In a bid to tease out the underlying factors, the researchers used a 10 per cent nationally representative sample of households drawn from the 1950 Finnish Census. This involved more than 30,500 men born between 1940 and 1950, who became fathers by the age of 45. The dads were tracked from the age of 45 until death or age 54, using mortality data for 1985-2005. Some 15% of this sample had fathered their first child by the age of 22; 29% at ages 22-24; 18% when they were 25-26;19% between the ages of 27and 29; and 19% between the ages of 30 and 44. The average age at which a man became a dad was 25-26, and men in this age bracket were used as a reference.

During the 10 year monitoring period around 1 in 20 of the dads died. The primary causes of death were ischaemic heart disease (21%) and diseases related to excess alcohol (16%). Men who were dads by the time they were 22 had a 26% higher risk of death in mid-life than those who had fathered their first child when they were 25 or 26. Similarly, men who had their first child between the ages of 22 and 24 had a 14% higher risk of dying in middle age.

These findings were independent of factors in adulthood or year of birth.

At the other end of the scale, those who became dads between the ages of 30 and 44 had a 25% lower risk of death in middle age than those who fathered their first child at 25 or 26. The risk of death for men fathering their first child between the ages of 27 and 29 was the same as that of men in the reference group. In a subsidiary sample of 1124 siblings, brothers who had become dads by the age of 22 were 73% more likely to die early than their siblings who had fathered their first child at the age of 25 or 26. Similarly, those who entered parenthood at 22-24 were 63% more likely to die in mid life. …… Once again, men who became dads between the ages of 30 and 44 had a 22% lower risk of a mid-life death, although this was statistically the same as those who fathered their first child at 25/26.

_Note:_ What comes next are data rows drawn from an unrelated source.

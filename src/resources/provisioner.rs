//! Resource provisioner over the low-level [`BrokerAdmin`] port.

use async_trait::async_trait;
use dashmap::DashMap;
use std::sync::Arc;
use std::time::Duration;
use tokio::sync::Mutex;
use tracing::{debug, info, instrument};

use super::{QueueCache, ResourceManager, ResourceTags};
use crate::config::PorterConfig;
use crate::error::PorterError;
use crate::messaging::{
    BrokerAdmin, FanoutInfo, FanoutSpec, KeyId, KeyProvider, MessagingError, QueueInfo,
    QueueSpec, RedrivePolicy,
};
use crate::naming::TopicId;

type LockMap = DashMap<String, Arc<Mutex<()>>>;

/// Idempotent [`ResourceManager`] implementation
///
/// Concurrent ensures for the same resource are serialized through a
/// per-name async lock, and every ensure re-checks existence after taking
/// the lock, so creation happens at most once per process.
pub struct ResourceProvisioner {
    config: Arc<PorterConfig>,
    admin: Arc<dyn BrokerAdmin>,
    keys: Arc<dyn KeyProvider>,
    cache: QueueCache,
    fanouts: DashMap<String, FanoutInfo>,
    topic_locks: LockMap,
    queue_locks: LockMap,
    tags: ResourceTags,
}

impl std::fmt::Debug for ResourceProvisioner {
    fn fmt(&self, f: &mut std::fmt::Formatter<'_>) -> std::fmt::Result {
        f.debug_struct("ResourceProvisioner")
            .field("cached_queues", &self.cache.len())
            .field("cached_fanouts", &self.fanouts.len())
            .field("tags", &self.tags)
            .finish()
    }
}

impl ResourceProvisioner {
    pub fn new(
        config: Arc<PorterConfig>,
        admin: Arc<dyn BrokerAdmin>,
        keys: Arc<dyn KeyProvider>,
    ) -> Self {
        Self::with_cache(config, admin, keys, QueueCache::new())
    }

    /// Share a queue cache with other components of the same process
    pub fn with_cache(
        config: Arc<PorterConfig>,
        admin: Arc<dyn BrokerAdmin>,
        keys: Arc<dyn KeyProvider>,
        cache: QueueCache,
    ) -> Self {
        let tags = ResourceTags::from_config(&config);
        Self {
            config,
            admin,
            keys,
            cache,
            fanouts: DashMap::new(),
            topic_locks: DashMap::new(),
            queue_locks: DashMap::new(),
            tags,
        }
    }

    pub fn cache(&self) -> &QueueCache {
        &self.cache
    }

    fn lock_for(locks: &LockMap, name: &str) -> Arc<Mutex<()>> {
        locks.entry(name.to_string()).or_default().clone()
    }

    async fn encryption_key(&self) -> Result<KeyId, MessagingError> {
        self.keys
            .get_encryption_key()
            .await?
            .ok_or_else(|| MessagingError::encryption_key_not_found(&self.config.pub_key))
    }

    async fn queue_info(&self, queue_name: &str) -> Result<Option<QueueInfo>, MessagingError> {
        if let Some(info) = self.cache.get(queue_name) {
            return Ok(Some(info));
        }
        let found = self.admin.find_queue(queue_name).await?;
        if let Some(info) = &found {
            self.cache.upsert(info.clone());
        }
        Ok(found)
    }

    async fn create_queue_pair(
        &self,
        topic: &TopicId,
        fanout: &FanoutInfo,
    ) -> Result<(), MessagingError> {
        let key = self.encryption_key().await?;
        let tags = self.tags.to_map();

        info!(queue = %topic.dead_letter_queue_name(), "Creating dead letter queue");
        let dead_letter = self
            .admin
            .create_queue(&QueueSpec {
                queue_name: topic.dead_letter_queue_name(),
                tags: tags.clone(),
                visibility_timeout: self.config.message_timeout(),
                delivery_delay: Duration::ZERO,
                retention: self.config.message_retention(),
                encryption_key: Some(key.clone()),
                redrive: None,
            })
            .await?;

        info!(queue = %topic.queue_name(), "Creating queue");
        let queue = self
            .admin
            .create_queue(&QueueSpec {
                queue_name: topic.queue_name().to_string(),
                tags,
                visibility_timeout: self.config.message_timeout(),
                delivery_delay: self.config.message_delay(),
                retention: self.config.message_retention(),
                encryption_key: Some(key),
                redrive: Some(RedrivePolicy {
                    dead_letter_queue_ref: dead_letter.queue_ref,
                    max_receive_count: self.config.retries_before_dead_letter,
                }),
            })
            .await?;

        info!(
            queue = %queue.queue_name,
            queue_ref = %queue.queue_ref,
            topic = %fanout.topic_name,
            topic_ref = %fanout.topic_ref,
            "Subscribing queue on topic"
        );
        self.admin.subscribe_queue(fanout, &queue).await
    }

    /// Poll until the backend reports the queue, bounded by the configured timeout
    async fn wait_for_queue(&self, queue_name: &str) -> Result<QueueInfo, MessagingError> {
        let timeout = self.config.queue_ready_timeout();
        let poll_interval = self.config.queue_ready_poll_interval();

        let wait = async {
            loop {
                if let Some(info) = self.admin.find_queue(queue_name).await? {
                    info!(queue = %queue_name, "Queue available");
                    return Ok::<_, MessagingError>(info);
                }
                info!(queue = %queue_name, "Waiting for queue to become available");
                tokio::time::sleep(poll_interval).await;
            }
        };

        tokio::time::timeout(timeout, wait)
            .await
            .map_err(|_| MessagingError::timeout(format!("wait_for_queue({queue_name})"), timeout))?
    }
}

#[async_trait]
impl ResourceManager for ResourceProvisioner {
    #[instrument(skip(self, topic), fields(topic = %topic.topic_name()))]
    async fn ensure_topic_exists(&self, topic: &TopicId) -> Result<FanoutInfo, PorterError> {
        if let Some(info) = self.fanouts.get(topic.topic_name()) {
            return Ok(info.clone());
        }

        let lock = Self::lock_for(&self.topic_locks, topic.topic_name());
        let _guard = lock.lock().await;

        if let Some(info) = self.fanouts.get(topic.topic_name()) {
            return Ok(info.clone());
        }

        if let Some(info) = self.admin.find_fanout(topic).await? {
            info!(topic = %topic.topic_name(), "Topic already exists");
            self.fanouts.insert(topic.topic_name().to_string(), info.clone());
            return Ok(info);
        }

        info!(
            topic = %topic.topic_name(),
            event = %topic.event(),
            region = %self.config.region,
            "Setting topic up"
        );

        if !self.config.auto_create_new_topic {
            return Err(PorterError::topic_not_provisioned(
                topic.topic_name(),
                topic.event(),
            ));
        }

        let key = self.encryption_key().await?;
        let info = self
            .admin
            .create_fanout(&FanoutSpec {
                topic_name: topic.topic_name().to_string(),
                event: topic.event().to_string(),
                tags: self.tags.to_map(),
                encryption_key: Some(key),
            })
            .await?;

        self.fanouts.insert(topic.topic_name().to_string(), info.clone());
        Ok(info)
    }

    #[instrument(skip(self, topic), fields(queue = %topic.queue_name()))]
    async fn ensure_queue_exists(&self, topic: &TopicId) -> Result<QueueInfo, PorterError> {
        let queue_name = topic.queue_name();
        if let Some(info) = self.cache.get(queue_name) {
            return Ok(info);
        }

        let lock = Self::lock_for(&self.queue_locks, queue_name);
        let _guard = lock.lock().await;

        info!(queue = %queue_name, region = %self.config.region, "Setting queue up");

        if let Some(info) = self.queue_info(queue_name).await? {
            debug!(queue = %queue_name, "Queue already exists");
            return Ok(info);
        }

        let fanout = self.ensure_topic_exists(topic).await?;
        self.create_queue_pair(topic, &fanout).await?;

        let info = self.wait_for_queue(queue_name).await?;
        self.cache.upsert(info.clone());
        Ok(info)
    }

    async fn update_queue_attributes(
        &self,
        topic: &TopicId,
        visibility_timeout: Duration,
    ) -> Result<(), PorterError> {
        let queue_name = topic.queue_name();
        let Some(queue) = self.queue_info(queue_name).await? else {
            return Ok(());
        };

        if queue.visibility_timeout == visibility_timeout {
            return Ok(());
        }

        info!(
            queue = %queue_name,
            visibility_timeout_seconds = visibility_timeout.as_secs(),
            "Updating queue attributes"
        );
        self.admin
            .set_queue_visibility(&queue, visibility_timeout)
            .await?;
        self.cache.upsert(QueueInfo {
            visibility_timeout,
            ..queue
        });
        Ok(())
    }

    async fn setup_local_environment(&self) -> Result<(), PorterError> {
        if self.keys.get_encryption_key().await?.is_none() {
            let key = self.keys.create_key().await?;
            info!(key_alias = %self.config.pub_key, key = %key, "Created local encryption key");
        }
        Ok(())
    }
}

#[cfg(test)]
mod tests {
    use super::*;
    use crate::messaging::in_memory::InMemoryBroker;

    fn provisioner(config: PorterConfig, broker: &Arc<InMemoryBroker>) -> ResourceProvisioner {
        ResourceProvisioner::new(Arc::new(config), broker.clone(), broker.clone())
    }

    fn topic(config: &PorterConfig) -> TopicId {
        TopicId::new("my_topic", &config.naming()).unwrap()
    }

    #[tokio::test]
    async fn test_ensure_topic_creates_once() {
        let config = PorterConfig::with_source("orders");
        let broker = Arc::new(InMemoryBroker::new());
        let provisioner = provisioner(config.clone(), &broker);
        let topic = topic(&config);

        provisioner.ensure_topic_exists(&topic).await.unwrap();
        provisioner.ensure_topic_exists(&topic).await.unwrap();

        assert_eq!(broker.fanout_creation_count("MyTopic"), 1);
        assert_eq!(
            broker.fanout_tags("MyTopic").get("Source").map(String::as_str),
            Some("orders")
        );
    }

    #[tokio::test]
    async fn test_missing_topic_without_auto_create() {
        let config = PorterConfig {
            auto_create_new_topic: false,
            ..PorterConfig::with_source("orders")
        };
        let broker = Arc::new(InMemoryBroker::new());
        let result = provisioner(config.clone(), &broker)
            .ensure_topic_exists(&topic(&config))
            .await;

        assert!(matches!(result, Err(PorterError::TopicNotProvisioned { .. })));
        assert!(!broker.fanout_exists("MyTopic"));
    }

    #[tokio::test]
    async fn test_ensure_queue_creates_dead_letter_and_subscription() {
        let config = PorterConfig::with_source("orders");
        let broker = Arc::new(InMemoryBroker::new());
        let provisioner = provisioner(config.clone(), &broker);
        let topic = topic(&config);

        let info = provisioner.ensure_queue_exists(&topic).await.unwrap();

        assert_eq!(info.queue_name, "orders_my_topic");
        assert_eq!(
            broker.queue_names(),
            vec!["dead_letter_orders_my_topic", "orders_my_topic"]
        );
        assert_eq!(broker.subscribers("MyTopic"), vec!["orders_my_topic"]);
        assert_eq!(provisioner.cache().len(), 1);
    }

    #[tokio::test]
    async fn test_missing_encryption_key_fails_creation() {
        let config = PorterConfig::with_source("orders");
        let broker = Arc::new(InMemoryBroker::new().without_encryption_key());
        let result = provisioner(config.clone(), &broker)
            .ensure_topic_exists(&topic(&config))
            .await;

        assert!(matches!(
            result,
            Err(PorterError::Messaging(MessagingError::EncryptionKeyNotFound { .. }))
        ));
    }

    #[tokio::test]
    async fn test_setup_local_environment_creates_key() {
        let broker = Arc::new(InMemoryBroker::new().without_encryption_key());
        let provisioner = provisioner(PorterConfig::with_source("orders"), &broker);

        provisioner.setup_local_environment().await.unwrap();
        assert!(broker.encryption_key().is_some());
    }

    #[tokio::test]
    async fn test_update_queue_attributes_only_when_changed() {
        let config = PorterConfig::with_source("orders");
        let broker = Arc::new(InMemoryBroker::new());
        let provisioner = provisioner(config.clone(), &broker);
        let topic = topic(&config);
        provisioner.ensure_queue_exists(&topic).await.unwrap();

        provisioner
            .update_queue_attributes(&topic, config.message_timeout())
            .await
            .unwrap();
        assert!(broker.visibility_updates().is_empty());

        provisioner
            .update_queue_attributes(&topic, Duration::from_secs(90))
            .await
            .unwrap();
        provisioner
            .update_queue_attributes(&topic, Duration::from_secs(90))
            .await
            .unwrap();
        assert_eq!(
            broker.visibility_updates(),
            vec![("orders_my_topic".to_string(), Duration::from_secs(90))]
        );
        assert_eq!(
            broker.queue_visibility_timeout("orders_my_topic"),
            Some(Duration::from_secs(90))
        );
    }
}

“The findings of our study suggest that the association between young fatherhood and mid life mortality is likely to be causal,” write the researchers. “The association was not explained by unobserved early life characteristics shared by brothers or by certain adult characteristics known to be associated both with fertility timing and mortality,” they explain.

They go on to say that although having a child as a young adult is thought to be less disruptive for a man than it is for a woman, taking on the combined role of father, partner and breadwinner may cause considerable psychological and economic stress for a young man and deprive him of the ability to invest in his own wellbeing. The researchers point out that while these factors may not be so important for today’s generation of dads, they may nevertheless experience other types of stressors.